→ **WORK ORDER**
Return every line from the records below that has the word "Debug".
============
//! Engine facade: `ingest(document)` and `answer(query)`.
//!
//! [`RagEngine`] wires the chunker, cached embedder, vector index and
//! orchestrator together from one [`EngineConfig`]. It is the only type the
//! application layer needs to drive ingestion and queries.
//!
//! # Ingestion
//!
//! 1. Reject blank documents.
//! 2. Chunk the text; chunk ids are content-addressed.
//! 3. Diff against the chunk ids the index already holds for the document.
//! 4. Embed only the new chunks.
//! 5. Atomically replace the document's entries (drop stale, add new).
//!
//! Re-ingesting an unchanged document therefore embeds nothing and inserts
//! nothing. Because step 5 is the only mutation and happens under a single
//! write lock, cancelling an ingest future before it completes leaves the
//! index exactly as it was.

use std::collections::HashSet;
use std::path::Path;
use std::sync::Arc;

use serde::Serialize;
use tracing::{info, warn};

use crate::chunk::Chunker;
use crate::context::{BudgetUnit, ContextAssembler};
use crate::embedding::{CacheStats, CachedEmbedder, EmbeddingCache, Embedder};
use crate::error::{RagError, Result};
use crate::generation::{GenerationOptions, Generator};
use crate::index::{HnswParams, IndexStats, VectorIndex};
use crate::models::{Chunk, Document, IndexEntry, RetrievalResult};
use crate::orchestrator::{GeneratedAnswer, PreparedQuery, RagOrchestrator};
use crate::retrieval::{RetrievalParams, RetrievalPipeline};
use crate::retry::RetryPolicy;

/// Everything tunable about the engine.
#[derive(Debug, Clone)]
pub struct EngineConfig {
    pub chunk_max_chars: usize,
    pub chunk_overlap: usize,
    /// Boundary search window; `None` = 20% of `chunk_max_chars`.
    pub boundary_tolerance: Option<usize>,
    pub retrieval: RetrievalParams,
    pub token_budget: usize,
    pub budget_unit: BudgetUnit,
    pub cache_capacity: Option<usize>,
    pub embed_batch_size: usize,
    pub embed_max_parallel_batches: usize,
    pub embed_retry: RetryPolicy,
    pub generation_retry: RetryPolicy,
    pub generation: GenerationOptions,
}

impl Default for EngineConfig {
    fn default() -> Self {
        Self {
            chunk_max_chars: 1000,
            chunk_overlap: 200,
            boundary_tolerance: None,
            retrieval: RetrievalParams::default(),
            token_budget: 4000,
            budget_unit: BudgetUnit::Chars,
            cache_capacity: None,
            embed_batch_size: 64,
            embed_max_parallel_batches: 4,
            embed_retry: RetryPolicy::default(),
            generation_retry: RetryPolicy::default(),
            generation: GenerationOptions::default(),
        }
    }
}

/// Outcome of ingesting one document.
#[derive(Debug, Clone, Default, PartialEq, Eq, Serialize)]
pub struct IngestReport {
    pub document_id: String,
    pub chunks: usize,
    pub inserted: usize,
    pub unchanged: usize,
    pub removed: usize,
}

/// A document that could not be ingested.
#[derive(Debug, Clone, Serialize)]
pub struct IngestFailure {
    pub document_id: String,
    pub source: String,
    pub error: String,
}

/// Outcome of ingesting a batch of documents.
#[derive(Debug, Clone, Default, Serialize)]
pub struct IngestSummary {
    pub documents_ingested: usize,
    pub documents_unchanged: usize,
    pub chunks_inserted: usize,
    pub chunks_unchanged: usize,
    pub chunks_removed: usize,
    pub failures: Vec<IngestFailure>,
}

impl IngestSummary {
    pub fn record(&mut self, report: &IngestReport) {
        if report.inserted == 0 && report.removed == 0 {
            self.documents_unchanged += 1;
        } else {
            self.documents_ingested += 1;
        }
        self.chunks_inserted += report.inserted;
        self.chunks_unchanged += report.unchanged;
        self.chunks_removed += report.removed;
    }

    pub fn record_failure(&mut self, document: &Document, error: &RagError) {
        self.failures.push(IngestFailure {
            document_id: document.id.clone(),
            source: document.source.clone(),
            error: error.to_string(),
        });
    }
}

/// Index and cache statistics.
#[derive(Debug, Clone, Serialize)]
pub struct EngineStats {
    pub index: IndexStats,
    pub cache: CacheStats,
}

/// The retrieval engine.
#[derive(Clone)]
pub struct RagEngine {
    chunker: Chunker,
    embedder: Arc<CachedEmbedder>,
    index: Arc<VectorIndex>,
    orchestrator: RagOrchestrator,
}

impl RagEngine {
    /// Build an engine over `index`.
    ///
    /// # Errors
    ///
    /// [`RagError::Config`] for invalid chunking, batching, retrieval or
    /// budget parameters.
    pub fn new(
        config: &EngineConfig,
        index: Arc<VectorIndex>,
        embedder: Arc<dyn Embedder>,
        generator: Arc<dyn Generator>,
    ) -> Result<Self> {
        let mut chunker = Chunker::new(config.chunk_max_chars, config.chunk_overlap)?;
        if let Some(tolerance) = config.boundary_tolerance {
            chunker = chunker.with_tolerance(tolerance);
        }

        let cache = Arc::new(EmbeddingCache::with_capacity(config.cache_capacity));
        let embedder = Arc::new(
            CachedEmbedder::new(embedder, cache)
                .with_retry_policy(config.embed_retry.clone())
                .with_batching(config.embed_batch_size, config.embed_max_parallel_batches)?,
        );

        let retrieval =
            RetrievalPipeline::new(embedder.clone(), index.clone(), config.retrieval.clone())?;
        let orchestrator = RagOrchestrator::new(
            retrieval,
            ContextAssembler::new(config.budget_unit),
            generator,
            config.token_budget,
        )?
        .with_retry_policy(config.generation_retry.clone())
        .with_options(config.generation);

        Ok(Self {
            chunker,
            embedder,
            index,
            orchestrator,
        })
    }

    pub fn index(&self) -> &Arc<VectorIndex> {
        &self.index
    }

    pub fn embedder(&self) -> &Arc<CachedEmbedder> {
        &self.embedder
    }

    pub fn chunker(&self) -> &Chunker {
        &self.chunker
    }

    /// Ingest (or re-ingest) one document.
    ///
    /// # Errors
    ///
    /// - [`RagError::InvalidDocument`] for blank text.
    /// - Embedding failures, dimension or model mismatches.
    pub async fn ingest(&self, document: &Document) -> Result<IngestReport> {
        if document.text.trim().is_empty() {
            return Err(RagError::InvalidDocument {
                id: document.id.clone(),
                reason: "document has no text".to_string(),
            });
        }

        let chunks = self.chunker.chunk(&document.id, &document.text);
        let existing: HashSet<String> = self
            .index
            .chunk_ids_for_document(&document.id)
            .into_iter()
            .collect();
        let fresh: Vec<&Chunk> = chunks.iter().filter(|c| !existing.contains(&c.id)).collect();

        let texts: Vec<String> = fresh.iter().map(|c| c.text.clone()).collect();
        let vectors = self.embedder.embed(&texts).await?;
        let entries: Vec<IndexEntry> = fresh
            .iter()
            .zip(vectors)
            .map(|(chunk, vector)| IndexEntry::from_chunk(chunk, &document.source, vector))
            .collect();

        let all_ids: Vec<String> = chunks.iter().map(|c| c.id.clone()).collect();
        let replaced = self
            .index
            .replace_document(&document.id, &all_ids, entries)?;

        let report = IngestReport {
            document_id: document.id.clone(),
            chunks: chunks.len(),
            inserted: replaced.inserted,
            unchanged: replaced.unchanged,
            removed: replaced.removed,
        };
        info!(
            source = %document.source,
            document_id = %document.id,
            chunks = report.chunks,
            inserted = report.inserted,
            unchanged = report.unchanged,
            removed = report.removed,
            "Ingested document"
        );
        Ok(report)
    }

    /// Ingest documents one after another. A failing document is logged,
    /// recorded in the summary and skipped; the rest continue.
    pub async fn ingest_all<I>(&self, documents: I) -> IngestSummary
    where
        I: IntoIterator<Item = Document>,
    {
        let mut summary = IngestSummary::default();
        for document in documents {
            match self.ingest(&document).await {
                Ok(report) => summary.record(&report),
                Err(e) => {
                    warn!(source = %document.source, error = %e, "Skipping document");
                    summary.record_failure(&document, &e);
                }
            }
        }
        summary
    }

    /// Retrieval only.
    pub async fn retrieve(
        &self,
        query: &str,
        k: Option<usize>,
        score_threshold: Option<f32>,
    ) -> Result<Vec<RetrievalResult>> {
        let retrieval = self.orchestrator.retrieval();
        let k = k.unwrap_or(retrieval.params().top_k);
        let threshold = score_threshold.or(retrieval.params().score_threshold);
        retrieval.retrieve(query, k, threshold).await
    }

    /// Retrieve, assemble and build the prompt without generating.
    pub async fn prepare(&self, query: &str) -> Result<PreparedQuery> {
        self.orchestrator.prepare(query).await
    }

    /// Full query → answer.
    pub async fn answer(&self, query: &str) -> Result<GeneratedAnswer> {
        self.orchestrator.answer(query).await
    }

    pub fn orchestrator(&self) -> &RagOrchestrator {
        &self.orchestrator
    }

    /// Drop every entry of `document_id`. Returns the number removed.
    pub fn remove_document(&self, document_id: &str) -> usize {
        let removed = self.index.remove_document(document_id);
        info!(document_id, removed, "Removed document");
        removed
    }

    pub fn save(&self, path: &Path) -> Result<()> {
        self.index.save(path)
    }

    /// Build an engine over an index previously written by [`save`](Self::save).
    ///
    /// # Errors
    ///
    /// [`RagError::IndexCorrupt`] or [`RagError::Io`] from loading, then
    /// the same errors as [`new`](Self::new).
    pub fn load(
        config: &EngineConfig,
        path: &Path,
        hnsw: HnswParams,
        embedder: Arc<dyn Embedder>,
        generator: Arc<dyn Generator>,
    ) -> Result<Self> {
        let index = Arc::new(VectorIndex::load(path, hnsw)?);
        Self::new(config, index, embedder, generator)
    }

    pub fn stats(&self) -> EngineStats {
        EngineStats {
            index: self.index.stats(),
            cache: self.embedder.cache().stats(),
        }
    }
}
============
→ **EXERCISE SOLUTION**
#[derive(Debug, Clone)]
#[derive(Debug, Clone, Default, PartialEq, Eq, Serialize)]
#[derive(Debug, Clone, Serialize)]
#[derive(Debug, Clone, Default, Serialize)]
#[derive(Debug, Clone, Serialize)]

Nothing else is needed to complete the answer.